*** Opening of INFORMATION ***

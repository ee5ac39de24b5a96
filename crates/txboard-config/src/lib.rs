//! Configuration management for txboard
//!
//! This module handles loading, validation, and management of
//! txboard configuration from YAML files.

pub mod error;

use serde::{Deserialize, Serialize};
use std::path::{Path, PathBuf};

pub use error::{ConfigError, ConfigResult};

// ==================== Configuration Types ====================

/// Server configuration
#[derive(Debug, Clone, Serialize, Deserialize)]
pub struct ServerConfig {
    /// Server host address
    #[serde(default = "default_host")]
    pub host: String,
    /// Server port
    #[serde(default = "default_port")]
    pub port: u16,
    /// Allow cross-origin requests
    #[serde(default = "default_true")]
    pub cors_enable: bool,
}

impl Default for ServerConfig {
    fn default() -> Self {
        Self {
            host: default_host(),
            port: default_port(),
            cors_enable: true,
        }
    }
}

fn default_host() -> String {
    "0.0.0.0".to_string()
}

fn default_port() -> u16 {
    4000
}

fn default_true() -> bool {
    true
}

fn default_false() -> bool {
    false
}

/// Upstream dataset settings
#[derive(Debug, Clone, Serialize, Deserialize)]
pub struct DatasetConfig {
    /// URL of the JSON array used to (re)populate the store
    #[serde(default = "default_dataset_url")]
    pub url: String,
    /// HTTP timeout for the fetch, in seconds
    #[serde(default = "default_timeout_secs")]
    pub timeout_secs: u64,
    /// Seed the store when the server starts
    #[serde(default = "default_false")]
    pub load_on_startup: bool,
}

impl Default for DatasetConfig {
    fn default() -> Self {
        Self {
            url: default_dataset_url(),
            timeout_secs: default_timeout_secs(),
            load_on_startup: false,
        }
    }
}

fn default_dataset_url() -> String {
    "https://s3.amazonaws.com/roxiler.com/product_transaction.json".to_string()
}

fn default_timeout_secs() -> u64 {
    30
}

/// Store backend selection
#[derive(Debug, Clone, Copy, PartialEq, Serialize, Deserialize)]
#[serde(rename_all = "lowercase")]
pub enum StoreBackend {
    /// In-process snapshot, lost on restart
    Memory,
    /// SQLite database file
    Sqlite,
}

impl Default for StoreBackend {
    fn default() -> Self {
        StoreBackend::Memory
    }
}

impl std::fmt::Display for StoreBackend {
    fn fmt(&self, f: &mut std::fmt::Formatter<'_>) -> std::fmt::Result {
        match self {
            StoreBackend::Memory => write!(f, "memory"),
            StoreBackend::Sqlite => write!(f, "sqlite"),
        }
    }
}

/// Record store configuration
#[derive(Debug, Clone, Serialize, Deserialize)]
pub struct StoreConfig {
    /// Which backend holds the records
    #[serde(default)]
    pub backend: StoreBackend,
    /// Database path for the sqlite backend (":memory:" for a private in-memory db)
    #[serde(default = "default_store_path")]
    pub path: PathBuf,
}

impl Default for StoreConfig {
    fn default() -> Self {
        Self {
            backend: StoreBackend::default(),
            path: default_store_path(),
        }
    }
}

fn default_store_path() -> PathBuf {
    PathBuf::from("./data/transactions.db")
}

/// Pagination settings
#[derive(Debug, Clone, Serialize, Deserialize)]
pub struct PaginationConfig {
    /// Records per page when the request does not say
    #[serde(default = "default_per_page")]
    pub default_per_page: usize,
    /// Upper bound on a requested page size
    #[serde(default = "default_max_per_page")]
    pub max_per_page: usize,
}

impl Default for PaginationConfig {
    fn default() -> Self {
        Self {
            default_per_page: default_per_page(),
            max_per_page: default_max_per_page(),
        }
    }
}

fn default_per_page() -> usize {
    10
}

fn default_max_per_page() -> usize {
    100
}

/// Logging configuration
#[derive(Debug, Clone, Serialize, Deserialize)]
pub struct LoggingConfig {
    /// Log level: debug, info, warn, error
    #[serde(default = "default_log_level")]
    pub level: String,
}

impl Default for LoggingConfig {
    fn default() -> Self {
        Self {
            level: default_log_level(),
        }
    }
}

fn default_log_level() -> String {
    "info".to_string()
}

const LOG_LEVELS: [&str; 6] = ["off", "error", "warn", "info", "debug", "trace"];

/// Main configuration structure
#[derive(Debug, Clone, Serialize, Deserialize, Default)]
pub struct Config {
    /// Server settings
    #[serde(default)]
    pub server: ServerConfig,
    /// Upstream dataset settings
    #[serde(default)]
    pub dataset: DatasetConfig,
    /// Record store settings
    #[serde(default)]
    pub store: StoreConfig,
    /// Pagination settings
    #[serde(default)]
    pub pagination: PaginationConfig,
    /// Logging settings
    #[serde(default)]
    pub logging: LoggingConfig,
}

impl Config {
    /// Load configuration from a YAML file
    pub fn load(path: &Path) -> ConfigResult<Self> {
        if !path.exists() {
            return Err(ConfigError::FileNotFound {
                path: path.display().to_string(),
            });
        }

        let content = std::fs::read_to_string(path).map_err(|e| ConfigError::IoError {
            message: e.to_string(),
        })?;

        Self::from_yaml(&content)
    }

    /// Parse and validate configuration from YAML text
    pub fn from_yaml(content: &str) -> ConfigResult<Self> {
        let config: Config = serde_yaml::from_str(content).map_err(|e| ConfigError::InvalidYaml {
            message: e.to_string(),
        })?;

        config.validate()?;

        Ok(config)
    }

    /// Validate configuration values
    pub fn validate(&self) -> ConfigResult<()> {
        if self.server.port == 0 {
            return Err(ConfigError::InvalidValue {
                field: "server.port".to_string(),
                reason: "Port must be greater than 0".to_string(),
            });
        }

        if !self.dataset.url.starts_with("http://") && !self.dataset.url.starts_with("https://") {
            return Err(ConfigError::InvalidValue {
                field: "dataset.url".to_string(),
                reason: "Dataset URL must use http or https".to_string(),
            });
        }

        if self.dataset.timeout_secs == 0 {
            return Err(ConfigError::InvalidValue {
                field: "dataset.timeout_secs".to_string(),
                reason: "Timeout must be greater than 0".to_string(),
            });
        }

        if self.pagination.default_per_page == 0 || self.pagination.max_per_page == 0 {
            return Err(ConfigError::InvalidValue {
                field: "pagination".to_string(),
                reason: "Page sizes must be greater than 0".to_string(),
            });
        }

        if self.pagination.default_per_page > self.pagination.max_per_page {
            return Err(ConfigError::ValidationError {
                message: format!(
                    "pagination.default_per_page ({}) exceeds pagination.max_per_page ({})",
                    self.pagination.default_per_page, self.pagination.max_per_page
                ),
            });
        }

        if !LOG_LEVELS.contains(&self.logging.level.to_lowercase().as_str()) {
            return Err(ConfigError::InvalidValue {
                field: "logging.level".to_string(),
                reason: format!("Log level must be one of: {}", LOG_LEVELS.join(", ")),
            });
        }

        Ok(())
    }

    /// Generate a default configuration file
    pub fn generate_default() -> &'static str {
        include_str!("../templates/default_config.yaml")
    }

    /// Address the HTTP server binds to
    pub fn bind_address(&self) -> String {
        format!("{}:{}", self.server.host, self.server.port)
    }
}

// ==================== Tests ====================
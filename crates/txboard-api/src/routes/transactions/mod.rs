//! Transactions module - dataset initialization and listing
//!
//! Routes:
//! - GET /api/initialize - Re-seed the record store from the upstream dataset
//! - GET /api/transactions - Search, month filter and pagination (JSON)

pub mod api;

pub use api::{api_initialize, api_transactions, MessageResponse};
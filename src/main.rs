//! txboard main entry point

use clap::Parser;
use std::path::{Path, PathBuf};
use std::sync::Arc;
use tokio::runtime::Runtime;
use txboard_api::start_server;
use txboard_config::{Config, ConfigError};
use txboard_core::{open_store, DatasetLoader, DefaultErrorLogger, ErrorContext, ErrorLogger};

#[derive(Parser, Debug)]
#[command(name = "txboard")]
#[command(version = "0.1.0")]
#[command(about = "Product transaction dataset import and listing service", long_about = None)]
struct Args {
    /// Configuration file path
    #[arg(short, long, default_value = "config.yaml")]
    config: PathBuf,

    /// Print the default configuration file and exit
    #[arg(long)]
    print_config: bool,
}

/// Load the config file, falling back to defaults when it does not exist
fn load_config(path: &Path) -> Result<Config, ConfigError> {
    match Config::load(path) {
        Err(ConfigError::FileNotFound { path }) => {
            eprintln!("[WARN] Config file not found: {}, using defaults", path);
            Ok(Config::default())
        }
        other => other,
    }
}

fn main() -> Result<(), Box<dyn std::error::Error>> {
    let args = Args::parse();

    if args.print_config {
        print!("{}", Config::generate_default());
        return Ok(());
    }

    let config = load_config(&args.config).map_err(|e| e.to_details().to_string())?;

    env_logger::Builder::from_env(
        env_logger::Env::default().default_filter_or(config.logging.level.as_str()),
    )
    .init();

    log::info!(
        "Config loaded: store={} dataset={}",
        config.store.backend,
        config.dataset.url
    );

    let rt = Runtime::new()?;

    rt.block_on(async {
        let store = open_store(&config.store)?;
        let loader = Arc::new(DatasetLoader::new(&config.dataset)?);

        if config.dataset.load_on_startup {
            log::info!("Seeding record store on startup...");
            if let Err(e) = loader.initialize(store.as_ref()).await {
                DefaultErrorLogger.log_error(&e, &ErrorContext::new("startup_seed"));
            }
        }

        start_server(config, store, loader).await?;
        Ok::<(), Box<dyn std::error::Error>>(())
    })
}
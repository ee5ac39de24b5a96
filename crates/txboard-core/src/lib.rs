//! Transaction records, listing queries and record stores
//!
//! - models: the transaction record and result page
//! - month: calendar month parsing for the month filter
//! - query: search/month filter and pagination
//! - store: the record store trait with memory and SQLite backends
//! - loader: upstream dataset fetch and full-store replace

pub mod error;
pub mod loader;
pub mod models;
pub mod month;
pub mod query;
pub mod store;

pub use error::{CoreError, CoreResult, DefaultErrorLogger, ErrorContext, ErrorLogger, ErrorSeverity};
pub use loader::DatasetLoader;
pub use models::{TransactionPage, TransactionRecord};
pub use month::Month;
pub use query::{parse_numeric_search, Page, SearchFilter, TransactionFilter};
pub use store::{open_store, MemoryStore, SqliteStore, StoreRef, TransactionStore};
//! SQLite-backed record store
//!
//! Records live in one `transactions` table; `seq` keeps insertion order.
//! The listing filter is compiled into a parameterized `WHERE` clause.
//! Sale month and lowercased text are derived in Rust at insert time and
//! stored next to the record, so both backends share one matching rule.

use async_trait::async_trait;
use rusqlite::types::Value;
use rusqlite::{params, params_from_iter, Connection, Row};
use std::path::Path;
use std::sync::{Arc, Mutex};

use super::TransactionStore;
use crate::error::{CoreError, CoreResult};
use crate::models::{TransactionPage, TransactionRecord};
use crate::query::{Page, TransactionFilter};

const COLUMNS: &str = "id, title, price, description, category, image, sold, date_of_sale";
const DERIVED_COLUMNS: &str = "sale_month, title_folded, description_folded, category_folded";
const FOLDED_COLUMNS: [&str; 3] = ["title_folded", "description_folded", "category_folded"];

pub struct SqliteStore {
    conn: Arc<Mutex<Connection>>,
}

impl SqliteStore {
    /// Open (or create) the database at `path`; `:memory:` opens a private in-memory db
    pub fn open(path: &Path) -> CoreResult<Self> {
        if path.as_os_str() == ":memory:" {
            return Self::open_in_memory();
        }
        if let Some(parent) = path.parent().filter(|p| !p.as_os_str().is_empty()) {
            std::fs::create_dir_all(parent).map_err(|e| CoreError::Store {
                message: format!("cannot create {}: {}", parent.display(), e),
            })?;
        }
        Self::from_connection(Connection::open(path)?)
    }

    pub fn open_in_memory() -> CoreResult<Self> {
        Self::from_connection(Connection::open_in_memory()?)
    }

    fn from_connection(conn: Connection) -> CoreResult<Self> {
        init_schema(&conn)?;
        Ok(Self {
            conn: Arc::new(Mutex::new(conn)),
        })
    }

    /// Run blocking database work off the async runtime
    async fn with_conn<F, T>(&self, f: F) -> CoreResult<T>
    where
        F: FnOnce(&mut Connection) -> CoreResult<T> + Send + 'static,
        T: Send + 'static,
    {
        let conn = Arc::clone(&self.conn);
        tokio::task::spawn_blocking(move || {
            let mut guard = conn.lock().map_err(|_| CoreError::Store {
                message: "sqlite connection lock poisoned".to_string(),
            })?;
            f(&mut guard)
        })
        .await
        .map_err(|e| CoreError::Store {
            message: format!("sqlite task failed: {}", e),
        })?
    }
}

/// Creates the `transactions` table if it does not already exist.
///
/// A table without the derived columns is dropped first; its rows are a
/// copy of the upstream dataset and come back on the next initialize.
fn init_schema(conn: &Connection) -> CoreResult<()> {
    let derived: i64 = conn.query_row(
        "SELECT COUNT(*) FROM pragma_table_info('transactions') WHERE name = 'sale_month'",
        [],
        |row| row.get(0),
    )?;
    let existing: i64 = conn.query_row(
        "SELECT COUNT(*) FROM pragma_table_info('transactions')",
        [],
        |row| row.get(0),
    )?;
    if existing > 0 && derived == 0 {
        log::warn!("Dropping transactions table with outdated schema");
        conn.execute_batch("DROP TABLE transactions;")?;
    }

    conn.execute_batch(
        "CREATE TABLE IF NOT EXISTS transactions (
            seq          INTEGER PRIMARY KEY,
            id           INTEGER NOT NULL,
            title        TEXT NOT NULL,
            price        REAL NOT NULL,
            description  TEXT NOT NULL,
            category     TEXT NOT NULL,
            image        TEXT NOT NULL,
            sold         INTEGER NOT NULL,
            date_of_sale TEXT NOT NULL,
            sale_month   INTEGER,
            title_folded       TEXT NOT NULL,
            description_folded TEXT NOT NULL,
            category_folded    TEXT NOT NULL
        );",
    )?;
    Ok(())
}

fn row_to_record(row: &Row<'_>) -> rusqlite::Result<TransactionRecord> {
    Ok(TransactionRecord {
        id: row.get(0)?,
        title: row.get(1)?,
        price: row.get(2)?,
        description: row.get(3)?,
        category: row.get(4)?,
        image: row.get(5)?,
        sold: row.get(6)?,
        date_of_sale: row.get(7)?,
    })
}

/// Translate the filter into a `WHERE` clause and its positional parameters
fn where_clause(filter: &TransactionFilter) -> (String, Vec<Value>) {
    let mut clauses = Vec::new();
    let mut values = Vec::new();

    if let Some(month) = filter.month {
        values.push(Value::Integer(i64::from(month.number())));
        clauses.push(format!("sale_month = ?{}", values.len()));
    }

    if let Some(search) = &filter.search {
        values.push(Value::Text(search.needle.clone()));
        let n = values.len();
        let mut any: Vec<String> = FOLDED_COLUMNS
            .iter()
            .map(|col| format!("instr({}, ?{}) > 0", col, n))
            .collect();
        if let Some(price) = search.price {
            values.push(Value::Real(price));
            any.push(format!("price = ?{}", values.len()));
        }
        clauses.push(format!("({})", any.join(" OR ")));
    }

    if clauses.is_empty() {
        (String::new(), values)
    } else {
        (format!(" WHERE {}", clauses.join(" AND ")), values)
    }
}

#[async_trait]
impl TransactionStore for SqliteStore {
    async fn replace_all(&self, records: Vec<TransactionRecord>) -> CoreResult<usize> {
        self.with_conn(move |conn| {
            let tx = conn.transaction()?;
            tx.execute("DELETE FROM transactions", [])?;
            {
                let mut stmt = tx.prepare_cached(&format!(
                    "INSERT INTO transactions ({}, {}) \
                     VALUES (?1, ?2, ?3, ?4, ?5, ?6, ?7, ?8, ?9, ?10, ?11, ?12)",
                    COLUMNS, DERIVED_COLUMNS
                ))?;
                for r in &records {
                    stmt.execute(params![
                        r.id,
                        r.title,
                        r.price,
                        r.description,
                        r.category,
                        r.image,
                        r.sold,
                        r.date_of_sale,
                        r.sale_month().map(|m| m.number()),
                        r.title.to_lowercase(),
                        r.description.to_lowercase(),
                        r.category.to_lowercase()
                    ])?;
                }
            }
            tx.commit()?;
            log::debug!("SQLite store committed {} records", records.len());
            Ok(records.len())
        })
        .await
    }

    async fn list(&self, filter: &TransactionFilter, page: Page) -> CoreResult<TransactionPage> {
        let (clause, mut values) = where_clause(filter);
        self.with_conn(move |conn| {
            let total: i64 = conn.query_row(
                &format!("SELECT COUNT(*) FROM transactions{}", clause),
                params_from_iter(values.iter()),
                |row| row.get(0),
            )?;

            values.push(Value::Integer(i64::try_from(page.per_page).unwrap_or(i64::MAX)));
            let limit_idx = values.len();
            values.push(Value::Integer(i64::try_from(page.offset()).unwrap_or(i64::MAX)));
            let offset_idx = values.len();

            let mut stmt = conn.prepare(&format!(
                "SELECT {} FROM transactions{} ORDER BY seq LIMIT ?{} OFFSET ?{}",
                COLUMNS, clause, limit_idx, offset_idx
            ))?;
            let transactions = stmt
                .query_map(params_from_iter(values.iter()), row_to_record)?
                .collect::<rusqlite::Result<Vec<_>>>()?;

            Ok(TransactionPage {
                transactions,
                total: total as usize,
            })
        })
        .await
    }

    async fn count(&self) -> CoreResult<usize> {
        self.with_conn(|conn| {
            let n: i64 = conn.query_row("SELECT COUNT(*) FROM transactions", [], |row| row.get(0))?;
            Ok(n as usize)
        })
        .await
    }
}
//! Core data models for the record store

use chrono::{DateTime, Datelike, NaiveDate, NaiveDateTime, Utc};
use serde::{Deserialize, Serialize};

use super::month::Month;

const OFFSET_FORMATS: [&str; 3] = [
    "%Y-%m-%d %H:%M:%S%.f%z",
    "%Y-%m-%dT%H:%M%z",
    "%Y-%m-%d %H:%M%z",
];

const NAIVE_FORMATS: [&str; 4] = [
    "%Y-%m-%dT%H:%M:%S%.f",
    "%Y-%m-%d %H:%M:%S%.f",
    "%Y-%m-%dT%H:%M",
    "%Y-%m-%d %H:%M",
];

/// One product transaction, as published by the upstream dataset
#[derive(Debug, Clone, PartialEq, Serialize, Deserialize)]
pub struct TransactionRecord {
    /// Upstream identifier (not guaranteed unique)
    pub id: i64,
    /// Product title
    #[serde(default)]
    pub title: String,
    /// Sale price
    pub price: f64,
    /// Product description
    #[serde(default)]
    pub description: String,
    /// Product category
    #[serde(default)]
    pub category: String,
    /// Image URL
    #[serde(default)]
    pub image: String,
    /// Whether the product was sold
    #[serde(default)]
    pub sold: bool,
    /// Sale date as published (usually RFC 3339)
    #[serde(rename = "dateOfSale", default)]
    pub date_of_sale: String,
}

impl TransactionRecord {
    /// Parse the sale date as a UTC timestamp
    ///
    /// Offsets are normalized to UTC; date-only and naive values are
    /// taken as UTC. Date and time may be separated by `T` or a space,
    /// and seconds may be omitted.
    pub fn sale_datetime(&self) -> Option<DateTime<Utc>> {
        let raw = self.date_of_sale.trim();
        if let Ok(dt) = DateTime::parse_from_rfc3339(raw) {
            return Some(dt.with_timezone(&Utc));
        }
        for format in OFFSET_FORMATS {
            if let Ok(dt) = DateTime::parse_from_str(raw, format) {
                return Some(dt.with_timezone(&Utc));
            }
        }
        for format in NAIVE_FORMATS {
            if let Ok(naive) = NaiveDateTime::parse_from_str(raw, format) {
                return Some(naive.and_utc());
            }
        }
        NaiveDate::parse_from_str(raw, "%Y-%m-%d")
            .ok()
            .and_then(|d| d.and_hms_opt(0, 0, 0))
            .map(|naive| naive.and_utc())
    }

    /// Calendar month of the sale, if the date parses
    pub fn sale_month(&self) -> Option<Month> {
        self.sale_datetime()
            .and_then(|dt| Month::from_number(dt.month()))
    }

    /// Case-insensitive substring match on title, description or category
    ///
    /// `needle` must already be lowercased.
    pub fn text_contains(&self, needle: &str) -> bool {
        self.title.to_lowercase().contains(needle)
            || self.description.to_lowercase().contains(needle)
            || self.category.to_lowercase().contains(needle)
    }
}

/// A page of listing results
#[derive(Debug, Clone, Default, Serialize, Deserialize)]
pub struct TransactionPage {
    /// Records on this page, in store order
    pub transactions: Vec<TransactionRecord>,
    /// Number of matching records across all pages
    pub total: usize,
}

#[cfg(test)]
pub(crate) fn record(id: i64, title: &str, price: f64, date_of_sale: &str) -> TransactionRecord {
    TransactionRecord {
        id,
        title: title.to_string(),
        price,
        description: String::new(),
        category: String::new(),
        image: String::new(),
        sold: false,
        date_of_sale: date_of_sale.to_string(),
    }
}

*** Close of INFORMATION ***

ABOUT THIS TASK >>
Take the lines from the start of the records through the line holding "(re)populate the store", both included, and please print them exactly, with nothing else.

EXERCISE RESPONSE >>
repository ee5ac39de24b5a96
filename crates/txboard-config/src/lib.rs
//! Configuration management for txboard
//!
//! This module handles loading, validation, and management of
//! txboard configuration from YAML files.

pub mod error;

use serde::{Deserialize, Serialize};
use std::path::{Path, PathBuf};

pub use error::{ConfigError, ConfigResult};

// ==================== Configuration Types ====================

/// Server configuration
#[derive(Debug, Clone, Serialize, Deserialize)]
pub struct ServerConfig {
    /// Server host address
    #[serde(default = "default_host")]
    pub host: String,
    /// Server port
    #[serde(default = "default_port")]
    pub port: u16,
    /// Allow cross-origin requests
    #[serde(default = "default_true")]
    pub cors_enable: bool,
}

impl Default for ServerConfig {
    fn default() -> Self {
        Self {
            host: default_host(),
            port: default_port(),
            cors_enable: true,
        }
    }
}

fn default_host() -> String {
    "0.0.0.0".to_string()
}

fn default_port() -> u16 {
    4000
}

fn default_true() -> bool {
    true
}

fn default_false() -> bool {
    false
}

/// Upstream dataset settings
#[derive(Debug, Clone, Serialize, Deserialize)]
pub struct DatasetConfig {
    /// URL of the JSON array used to (re)populate the store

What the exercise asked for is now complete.